Count the lines that contain the string "position" in the records beneath, and respond with the number only.

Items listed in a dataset
——

use alloc::collections::VecDeque;
use core::convert::Infallible;

use embedded_hal_async::spi::{ErrorType, Operation, SpiDevice};

use crate::sampling::{BYTES_PER_LEVEL, FIFO_LEVELS, RawBurst};
use crate::sensors::lis3dh::{
    DEVICE_ID, FIFO_CTRL_REG, FIFO_SRC_OVRN, FIFO_SRC_REG, INT1_SRC, INT1_SRC_IA, MULTI_BIT,
    OUT_X_L, READ_BIT, WHO_AM_I,
};

const REGISTER_COUNT: usize = 0x40;
const ADDRESS_MASK: u8 = 0x3F;
const OUT_Z_H: u8 = OUT_X_L + BYTES_PER_LEVEL as u8 - 1;
const FIFO_MODE_MASK: u8 = 0xC0;

type Level = [u8; BYTES_PER_LEVEL];

#[derive(Default)]
struct Frame {
    position: usize,
    read: bool,
    increment: bool,
    register: u8,
}

/// Register-level model of a LIS3DH.
///
/// Tests and the simulator feed it bursts with [`EmulatedLis3dh::load_burst`]
/// and threshold activity with [`EmulatedLis3dh::trigger_threshold`].
pub struct EmulatedLis3dh {
    registers: [u8; REGISTER_COUNT],
    fifo: VecDeque<Level>,
    threshold_source: u8,
    threshold_reads: u32,
}

impl Default for EmulatedLis3dh {
    fn default() -> Self {
        Self::new()
    }
}

impl EmulatedLis3dh {
    pub fn new() -> Self {
        let mut registers = [0u8; REGISTER_COUNT];
        registers[WHO_AM_I as usize] = DEVICE_ID;
        Self {
            registers,
            fifo: VecDeque::new(),
            threshold_source: 0,
            threshold_reads: 0,
        }
    }

    pub fn set_identity(&mut self, id: u8) {
        self.registers[WHO_AM_I as usize] = id;
    }

    /// Stored register value, without read side effects
    pub fn register(&self, register: u8) -> u8 {
        self.registers[(register & ADDRESS_MASK) as usize]
    }

    /// Levels waiting in the FIFO
    pub fn fifo_len(&self) -> usize {
        self.fifo.len()
    }

    /// Fill the FIFO with one burst. Levels beyond the FIFO depth are lost.
    pub fn load_burst(&mut self, burst: &RawBurst) {
        for chunk in burst.chunks_exact(BYTES_PER_LEVEL) {
            if self.fifo.len() == FIFO_LEVELS {
                break;
            }
            let mut level = [0u8; BYTES_PER_LEVEL];
            level.copy_from_slice(chunk);
            self.fifo.push_back(level);
        }
    }

    /// INT1_SRC reads left before the threshold activity clears
    pub fn threshold_reads_left(&self) -> u32 {
        self.threshold_reads
    }

    /// Report an active threshold event with the given axis bits for the
    /// next `reads` reads of INT1_SRC.
    pub fn trigger_threshold(&mut self, axes: u8, reads: u32) {
        self.threshold_source = axes | INT1_SRC_IA;
        self.threshold_reads = reads;
    }

    fn read(&mut self, register: u8) -> u8 {
        match register {
            OUT_X_L..=OUT_Z_H => {
                let offset = (register - OUT_X_L) as usize;
                let value = self.fifo.front().map_or(0, |level| level[offset]);
                if register == OUT_Z_H {
                    self.fifo.pop_front();
                }
                value
            }
            FIFO_SRC_REG => {
                let stored = self.fifo.len().min(FIFO_LEVELS - 1) as u8;
                if self.fifo.len() >= FIFO_LEVELS {
                    FIFO_SRC_OVRN | stored
                } else {
                    stored
                }
            }
            INT1_SRC => {
                if self.threshold_reads > 0 {
                    self.threshold_reads -= 1;
                    self.threshold_source
                } else {
                    0
                }
            }
            _ => self.registers[register as usize],
        }
    }

    fn write(&mut self, register: u8, value: u8) {
        self.registers[register as usize] = value;
        if register == FIFO_CTRL_REG && value & FIFO_MODE_MASK == 0 {
            // Bypass mode empties the FIFO.
            self.fifo.clear();
        }
    }

    fn next_register(register: u8) -> u8 {
        // Output registers roll over so the FIFO can be drained level by level.
        if register == OUT_Z_H {
            OUT_X_L
        } else {
            (register + 1) & ADDRESS_MASK
        }
    }

    fn exchange(&mut self, frame: &mut Frame, mosi: u8) -> u8 {
        let position = frame.position;
        frame.position += 1;

        if position == 0 {
            frame.read = mosi & READ_BIT != 0;
            frame.increment = mosi & MULTI_BIT != 0;
            frame.register = mosi & ADDRESS_MASK;
            return 0xFF;
        }

        let register = frame.register;
        if frame.increment {
            frame.register = Self::next_register(register);
        }

        if frame.read {
            self.read(register)
        } else {
            self.write(register, mosi);
            0xFF
        }
    }
}

impl ErrorType for EmulatedLis3dh {
    type Error = Infallible;
}

impl SpiDevice for EmulatedLis3dh {
    async fn transaction(&mut self, operations: &mut [Operation<'_, u8>]) -> Result<(), Infallible> {
        let mut frame = Frame::default();

        for operation in operations.iter_mut() {
            match operation {
                Operation::Write(bytes) => {
                    for byte in bytes.iter() {
                        self.exchange(&mut frame, *byte);
                    }
                }
                Operation::Read(buf) => {
                    for slot in buf.iter_mut() {
                        *slot = self.exchange(&mut frame, 0x00);
                    }
                }
                Operation::Transfer(read, write) => {
                    for i in 0..read.len().max(write.len()) {
                        let miso = self.exchange(&mut frame, write.get(i).copied().unwrap_or(0));
                        if let Some(slot) = read.get_mut(i) {
                            *slot = miso;
                        }
                    }
                }
                Operation::TransferInPlace(buf) => {
                    for slot in buf.iter_mut() {
                        *slot = self.exchange(&mut frame, *slot);
                    }
                }
                Operation::DelayNs(_) => {}
            }
        }

        Ok(())
    }
}
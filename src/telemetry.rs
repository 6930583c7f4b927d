//! Outbound byte framing for raw bursts and stored event pages.

use embedded_io_async::Write;

use crate::sampling::{AXES, FIFO_LEVELS, RawBurst, high_byte};
use crate::storage::{LogPage, PAGE_SIZE};

/// First byte of a burst frame
pub const FRAME_HEADER: u8 = 0xA0;
/// Last byte of a burst frame
pub const FRAME_TRAILER: u8 = 0xC0;
/// Header, one high byte per axis, trailer
pub const FRAME_SIZE: usize = AXES + 2;

/// Frame for one FIFO level: `[0xA0, x_hi, y_hi, z_hi, 0xC0]`
pub fn level_frame(raw: &RawBurst, level: usize) -> [u8; FRAME_SIZE] {
    [
        FRAME_HEADER,
        high_byte(raw, level, 0),
        high_byte(raw, level, 1),
        high_byte(raw, level, 2),
        FRAME_TRAILER,
    ]
}

/// Forward every level of a raw burst, one frame per level.
pub async fn send_burst<W: Write>(link: &mut W, raw: &RawBurst) -> Result<(), W::Error> {
    for level in 0..FIFO_LEVELS {
        link.write_all(&level_frame(raw, level)).await?;
    }
    link.flush().await
}

/// Send a stored page exactly as it sits in the store.
pub async fn send_page<W: Write>(link: &mut W, page: &LogPage) -> Result<(), W::Error> {
    let bytes: [u8; PAGE_SIZE] = page.to_bytes();
    link.write_all(&bytes).await
}
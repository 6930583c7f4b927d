//! Device configuration.
//!
//! Defaults match the constants the logger was tuned with. The whole
//! structure can be persisted or shipped as a compact postcard blob.

use alloc::vec::Vec;

use serde::{Deserialize, Serialize};
use thiserror_no_std::Error;

#[derive(Serialize, Deserialize, Debug, Default, Clone, Copy, PartialEq, Eq)]
pub struct Config {
    pub store: StoreConfig,
    pub sensor: SensorConfig,
    pub pipeline: PipelineConfig,
}

/// EEPROM write-cycle polling
#[derive(Serialize, Deserialize, Debug, Clone, Copy, PartialEq, Eq)]
pub struct StoreConfig {
    /// Status polls before a write is reported as timed out
    pub max_write_polls: u32,
    /// Pause between two status polls, in microseconds
    pub poll_interval_us: u32,
}

impl Default for StoreConfig {
    fn default() -> Self {
        // 25LC256 write cycle is 5 ms max; allow ten times that.
        Self {
            max_write_polls: 500,
            poll_interval_us: 100,
        }
    }
}

/// LIS3DH over-threshold detection
#[derive(Serialize, Deserialize, Debug, Clone, Copy, PartialEq, Eq)]
pub struct SensorConfig {
    /// INT1_THS value. 1 LSB = 16 mg at +-2 g full scale.
    pub threshold: u8,
    /// INT1_DURATION value. 1 LSB = 5 ms at 200 Hz ODR.
    pub duration: u8,
}

impl Default for SensorConfig {
    fn default() -> Self {
        Self {
            threshold: 0x64, // 1.6 g
            duration: 0x14,  // 100 ms
        }
    }
}

#[derive(Serialize, Deserialize, Debug, Clone, Copy, PartialEq, Eq)]
pub struct PipelineConfig {
    /// Back-to-back INT1_SRC reads, one SPI transaction each, spent draining
    /// a repeating threshold signal. Not a time bound.
    pub max_drain_polls: u32,
}

impl Default for PipelineConfig {
    fn default() -> Self {
        Self {
            max_drain_polls: 1000,
        }
    }
}

#[derive(Error, Debug, Clone, PartialEq, Eq)]
pub enum ConfigError {
    #[error("config codec failed: {0}")]
    Codec(postcard::Error),
}

impl Config {
    /// Encode as a postcard blob.
    pub fn to_bytes(&self) -> Result<Vec<u8>, ConfigError> {
        postcard::to_allocvec(self).map_err(ConfigError::Codec)
    }

    /// Decode a blob produced by [`Config::to_bytes`].
    pub fn from_bytes(bytes: &[u8]) -> Result<Self, ConfigError> {
        postcard::from_bytes(bytes).map_err(ConfigError::Codec)
    }
}

#[cfg(test)]
mod tests {
    use super::*;

    #[test]
    fn defaults_match_device_tuning() {
        let config = Config::default();
        assert_eq!(config.sensor.threshold, 0x64);
        assert_eq!(config.sensor.duration, 0x14);
        assert!(config.store.max_write_polls > 0);
    }

    #[test]
    fn blob_survives_encoding() {
        let config = Config {
            sensor: SensorConfig {
                threshold: 0x30,
                duration: 0x02,
            },
            ..Config::default()
        };

        let bytes = config.to_bytes().unwrap();
        assert_eq!(Config::from_bytes(&bytes).unwrap(), config);
    }

    #[test]
    fn truncated_blob_is_rejected() {
        let bytes = Config::default().to_bytes().unwrap();
        assert!(matches!(
            Config::from_bytes(&bytes[..bytes.len() - 1]),
            Err(ConfigError::Codec(_))
        ));
    }
}
//! Hardware-independent core of the shock logger
//!
//! Captures LIS3DH accelerometer bursts into a short downsampled history and,
//! when the over-threshold detector fires, persists that history as an event
//! record on a 25LC256 SPI EEPROM. Stored events are served over a serial
//! link by a small remote command set.
//!
//! It is `no_std` with `extern crate alloc` so it compiles on both embedded
//! targets and desktop hosts (for the simulator and tests). Hardware is only
//! reached through `embedded-hal-async` and `embedded-io-async` traits.

#![cfg_attr(not(test), no_std)]

extern crate alloc;

pub mod command;
pub mod config;
pub mod pipeline;
pub mod sampling;
pub mod sensors;
pub mod storage;
pub mod telemetry;

#[cfg(any(test, feature = "sim"))]
pub mod sim;

pub use config::Config;
pub use pipeline::{CapturePipeline, CaptureState, EventSignals, PipelineEvent};
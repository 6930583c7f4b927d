use alloc::collections::VecDeque;
use alloc::vec::Vec;
use core::convert::Infallible;

use embedded_io_async::{ErrorType, Read, Write};

/// In-memory duplex byte link.
///
/// Bytes queued with [`SerialLink::push_rx`] are handed to readers; an empty
/// receive queue reads as end of stream. Everything written is kept until
/// taken with [`SerialLink::take_tx`].
#[derive(Debug, Default)]
pub struct SerialLink {
    rx: VecDeque<u8>,
    tx: Vec<u8>,
}

impl SerialLink {
    pub fn new() -> Self {
        Self::default()
    }

    pub fn push_rx(&mut self, bytes: &[u8]) {
        self.rx.extend(bytes.iter().copied());
    }

    pub fn pending_rx(&self) -> usize {
        self.rx.len()
    }

    pub fn tx(&self) -> &[u8] {
        &self.tx
    }

    pub fn take_tx(&mut self) -> Vec<u8> {
        core::mem::take(&mut self.tx)
    }
}

impl ErrorType for SerialLink {
    type Error = Infallible;
}

impl Read for SerialLink {
    async fn read(&mut self, buf: &mut [u8]) -> Result<usize, Infallible> {
        let mut count = 0;
        for slot in buf.iter_mut() {
            match self.rx.pop_front() {
                Some(byte) => *slot = byte,
                None => break,
            }
            count += 1;
        }
        Ok(count)
    }
}

impl Write for SerialLink {
    async fn write(&mut self, buf: &[u8]) -> Result<usize, Infallible> {
        self.tx.extend_from_slice(buf);
        Ok(buf.len())
    }

    async fn flush(&mut self) -> Result<(), Infallible> {
        Ok(())
    }
}
pub mod lis3dh;

pub use lis3dh::Lis3dh;

use embedded_hal::spi::ErrorKind;
use thiserror_no_std::Error;

use crate::sampling::RawBurst;

#[derive(Error, Debug, Clone, Copy, PartialEq, Eq)]
pub enum SensorError {
    #[error("reading register {register:#04x} failed: {kind:?}")]
    ReadFailed { register: u8, kind: ErrorKind },
    #[error("writing register {register:#04x} failed: {kind:?}")]
    WriteFailed { register: u8, kind: ErrorKind },
    #[error("unexpected device identity {found:#04x}")]
    IdentityMismatch { found: u8 },
}

/// Interrupt sources pending on the sensor's INT1 line
#[derive(Debug, Default, Clone, Copy, PartialEq, Eq)]
pub struct InterruptSources {
    /// The FIFO overran: a full burst is waiting
    pub burst_ready: bool,
    /// The over-threshold detector fired
    pub threshold: bool,
}

/// A FIFO-buffered accelerometer with an over-threshold detector.
pub trait MotionSensor {
    /// Bring the device to a known configuration and leave it disarmed.
    fn init(&mut self) -> impl Future<Output = Result<(), SensorError>>;

    /// Start sampling and enable burst and threshold interrupts.
    fn arm(&mut self) -> impl Future<Output = Result<(), SensorError>>;

    /// Stop sampling and mask all interrupts.
    fn disarm(&mut self) -> impl Future<Output = Result<(), SensorError>>;

    /// Read one full FIFO.
    fn read_burst(&mut self, burst: &mut RawBurst) -> impl Future<Output = Result<(), SensorError>>;

    /// Empty the FIFO so the next overrun can be signalled.
    fn reset_buffer(&mut self) -> impl Future<Output = Result<(), SensorError>>;

    /// Raw threshold source register. Bit 6 is set while the event is active.
    fn threshold_source(&mut self) -> impl Future<Output = Result<u8, SensorError>>;

    /// Resolve which interrupt sources are pending.
    fn interrupt_sources(&mut self) -> impl Future<Output = Result<InterruptSources, SensorError>>;
}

——

▸ Task response
4